= Daño =

Song by Peso Pluma & Tito Double P

Daño is a regional Mexican song by Peso Pluma and Tito Double P, released on December 25, 2025. The track appears on the collaborative album DINASTÍA. The song was produced by Ernesto Fernandez, Hassan Emilio Kabande Laija (Peso Pluma), and Ivan Leal Reyes ("Parka"). The song reached No.7 on Billboard Hot Latin charts, No. 75 on Billboard Hot 100. and No. 2 on Mexico's Apple Playlist and Spotify.

== Background and composition ==
"Daño" explores the emotional aftermath of a sudden breakup, dealing with themes of unresolved closure and lingering attachment despite emotional pain. The song's narrative follows a relationship's abrupt end, where one partner—described as emotionally exhausted—walks away without dramatic confrontation.

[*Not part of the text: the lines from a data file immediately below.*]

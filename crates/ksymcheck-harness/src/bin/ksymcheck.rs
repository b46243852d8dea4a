//! CLI entrypoint for the kernel module symbol audit.

use std::path::{Path, PathBuf};
use std::time::Instant;

use clap::Parser;
use ksymcheck_core::allowlist;
use ksymcheck_core::AuditError;
use ksymcheck_harness::config::ReferenceScope;
use ksymcheck_harness::process;
use ksymcheck_harness::report::AllowlistSummary;
use ksymcheck_harness::structured_log::{
    ArtifactIndex, LogEmitter, LogEntry, LogLevel, Outcome, SharedEmitter,
};
use ksymcheck_harness::{AuditConfig, AuditReport, NmReader, locate_binaries, run_audit};

/// Audit symbols required by kernel modules against those the kernel provides.
#[derive(Debug, Parser)]
#[command(name = "ksymcheck")]
#[command(about = "Report unresolved module symbols and maintain the ABI symbol allowlist")]
struct Cli {
    /// Directory containing vmlinux and the *.ko modules.
    #[arg(default_value = ".")]
    directory: PathBuf,
    /// Do not report symbols that are required but not provided.
    #[arg(long)]
    skip_report: bool,
    /// Count symbols exported by modules as provided when updating the allowlist.
    #[arg(long)]
    include_module_exports: bool,
    /// Report against vmlinux exports only (default: vmlinux + module exports).
    #[arg(long)]
    report_image_only: bool,
    /// Allowlist to create or update.
    #[arg(long)]
    whitelist: Option<PathBuf>,
    /// Exit non-zero when any missing symbol is reported.
    #[arg(long)]
    strict: bool,
    /// Skip modules whose symbol table cannot be read instead of failing.
    #[arg(long)]
    best_effort: bool,
    /// Worker threads (default: KSYMCHECK_JOBS or available parallelism).
    #[arg(long)]
    jobs: Option<usize>,
    /// Per-invocation timeout for the symbol-table tool; 0 disables.
    #[arg(long)]
    timeout_secs: Option<u64>,
    /// Symbol-table tool (default: KSYMCHECK_NM or llvm-nm).
    #[arg(long)]
    nm: Option<String>,
    /// Write the machine-readable audit report (JSON) here.
    #[arg(long)]
    report_json: Option<PathBuf>,
    /// Structured JSONL log output path.
    #[arg(long)]
    log: Option<PathBuf>,
}

impl Cli {
    fn config(&self) -> AuditConfig {
        let mut config = AuditConfig::from_env();
        if let Some(nm) = &self.nm {
            config.tool = nm.clone();
        }
        if let Some(jobs) = self.jobs {
            config.jobs = jobs.max(1);
        }
        if let Some(secs) = self.timeout_secs {
            config.set_timeout_secs(secs);
        }
        if self.report_image_only {
            config.report_scope = ReferenceScope::ImageOnly;
        }
        if self.include_module_exports {
            config.allowlist_scope = ReferenceScope::ImageAndModules;
        }
        config.best_effort |= self.best_effort;
        config.skip_report = self.skip_report;
        config
    }
}

fn main() -> Result<(), Box<dyn std::error::Error>> {
    let cli = Cli::parse();
    let config = cli.config();
    process::install_interrupt_handler();
    let run_id = run_id();

    let log = match &cli.log {
        Some(path) => {
            ensure_parent(path)?;
            SharedEmitter::new(LogEmitter::to_file(path, "ksymcheck", &run_id)?)
        }
        None => SharedEmitter::disabled(),
    };

    let started = Instant::now();
    let result = run(&cli, &config, &log, &run_id);

    let (level, outcome) = match &result {
        Ok(false) => (LogLevel::Info, Outcome::Pass),
        Ok(true) => (LogLevel::Warn, Outcome::Fail),
        Err(_) => (LogLevel::Error, Outcome::Error),
    };
    let mut done = LogEntry::new("", level, "audit.complete")
        .with_outcome(outcome)
        .with_exit_code(i32::from(!matches!(result, Ok(false))))
        .with_duration_ms(started.elapsed().as_millis() as u64);
    if let Err(err) = &result {
        done = done.with_details(serde_json::json!({ "error": err.to_string() }));
    }
    log.record(done);
    log.flush()?;

    if result? {
        return Err("missing symbols reported in strict mode".into());
    }
    Ok(())
}

/// Returns whether the run should fail (strict mode with missing symbols).
fn run(
    cli: &Cli,
    config: &AuditConfig,
    log: &SharedEmitter,
    run_id: &str,
) -> Result<bool, Box<dyn std::error::Error>> {
    log.record(
        LogEntry::new("", LogLevel::Info, "audit.start").with_details(serde_json::json!({
            "directory": cli.directory,
            "tool": config.tool,
            "jobs": config.jobs,
            "timeout_ms": config.timeout.map(|t| t.as_millis() as u64),
            "report_scope": config.report_scope.as_str(),
            "allowlist_scope": config.allowlist_scope.as_str(),
            "best_effort": config.best_effort,
        })),
    );

    let layout = locate_binaries(&cli.directory)?;
    eprintln!(
        "Scanning {} module(s) under {} with {}",
        layout.modules.len(),
        cli.directory.display(),
        config.tool
    );

    let reader = NmReader::new(&config.tool, config.timeout);
    let outcome = run_audit(&layout, &reader, config, log)?;
    // Leave the allowlist untouched once an interrupt arrived.
    if process::interrupted() {
        return Err(AuditError::Interrupted.into());
    }

    let missing = if config.skip_report {
        None
    } else {
        Some(outcome.missing(config.report_scope))
    };
    for m in missing.iter().flatten() {
        println!("{}", m.describe());
        log.record(
            LogEntry::new("", LogLevel::Warn, "missing_symbol")
                .with_binary(&m.module)
                .with_symbol(&m.symbol),
        );
    }

    let mut artifacts = ArtifactIndex::new(run_id);

    let allowlist_summary = match &cli.whitelist {
        Some(path) => {
            let merged = allowlist::update_file(
                path,
                &outcome.all_required(),
                &outcome.reference_exports(config.allowlist_scope),
            )?;
            eprintln!(
                "Wrote {} ({} symbols, {} added)",
                path.display(),
                merged.allowlist.len(),
                merged.added.len()
            );
            artifacts.add_file(path, "allowlist")?;
            log.record(
                LogEntry::new("", LogLevel::Info, "allowlist.written")
                    .with_outcome(Outcome::Pass)
                    .with_artifacts(vec![path.display().to_string()])
                    .with_details(serde_json::json!({
                        "total": merged.allowlist.len(),
                        "added": merged.added,
                    })),
            );
            Some(AllowlistSummary::new(path, &merged))
        }
        None => None,
    };

    if let Some(path) = &cli.report_json {
        let report = AuditReport::new(&outcome, config, missing.as_deref(), allowlist_summary);
        ensure_parent(path)?;
        std::fs::write(path, report.to_json()?)?;
        artifacts.add_file(path, "report")?;
        eprintln!("Wrote report to {}", path.display());
    }

    if let Some(log_path) = &cli.log
        && !artifacts.is_empty()
    {
        let index_path = log_path.with_extension("artifacts.json");
        std::fs::write(&index_path, artifacts.to_json()?)?;
    }

    let missing_count = missing.as_ref().map_or(0, Vec::len);
    if missing_count > 0 {
        eprintln!("{missing_count} missing symbol(s)");
    }
    Ok(cli.strict && missing_count > 0)
}

fn ensure_parent(path: &Path) -> std::io::Result<()> {
    match path.parent() {
        Some(parent) if !parent.as_os_str().is_empty() => std::fs::create_dir_all(parent),
        _ => Ok(()),
    }
}

fn run_id() -> String {
    let secs = std::time::SystemTime::now()
        .duration_since(std::time::UNIX_EPOCH)
        .unwrap_or_default()
        .as_secs();
    format!("run-{secs}-{}", std::process::id())
}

The composition blends traditional regional Mexican instrumentation with corridos tumbados production. The song's arrangement features bass guitar, acoustic guitar, trombone, and horn elements, creating the signature sound associated with the artists' collaborations.

== Lyrics and themes ==
The track centers on the internal contradiction of loving someone while acknowledging they cause harm ("Te amo aunque me hagas tanto fucking daño"). Lyrically, the song captures the discomfort of returning to empty routines and the difficulty of everyday activities—such as smiling—following separation. The refrain questions the strangeness of home without a loved one's presence, expressing longing for physical connection and emotional stability.

== Charts ==

The song reached No.7 on Billboard Hot Latin charts and No. 75 on Billboard Hot 100 on the week of January 11, 2026.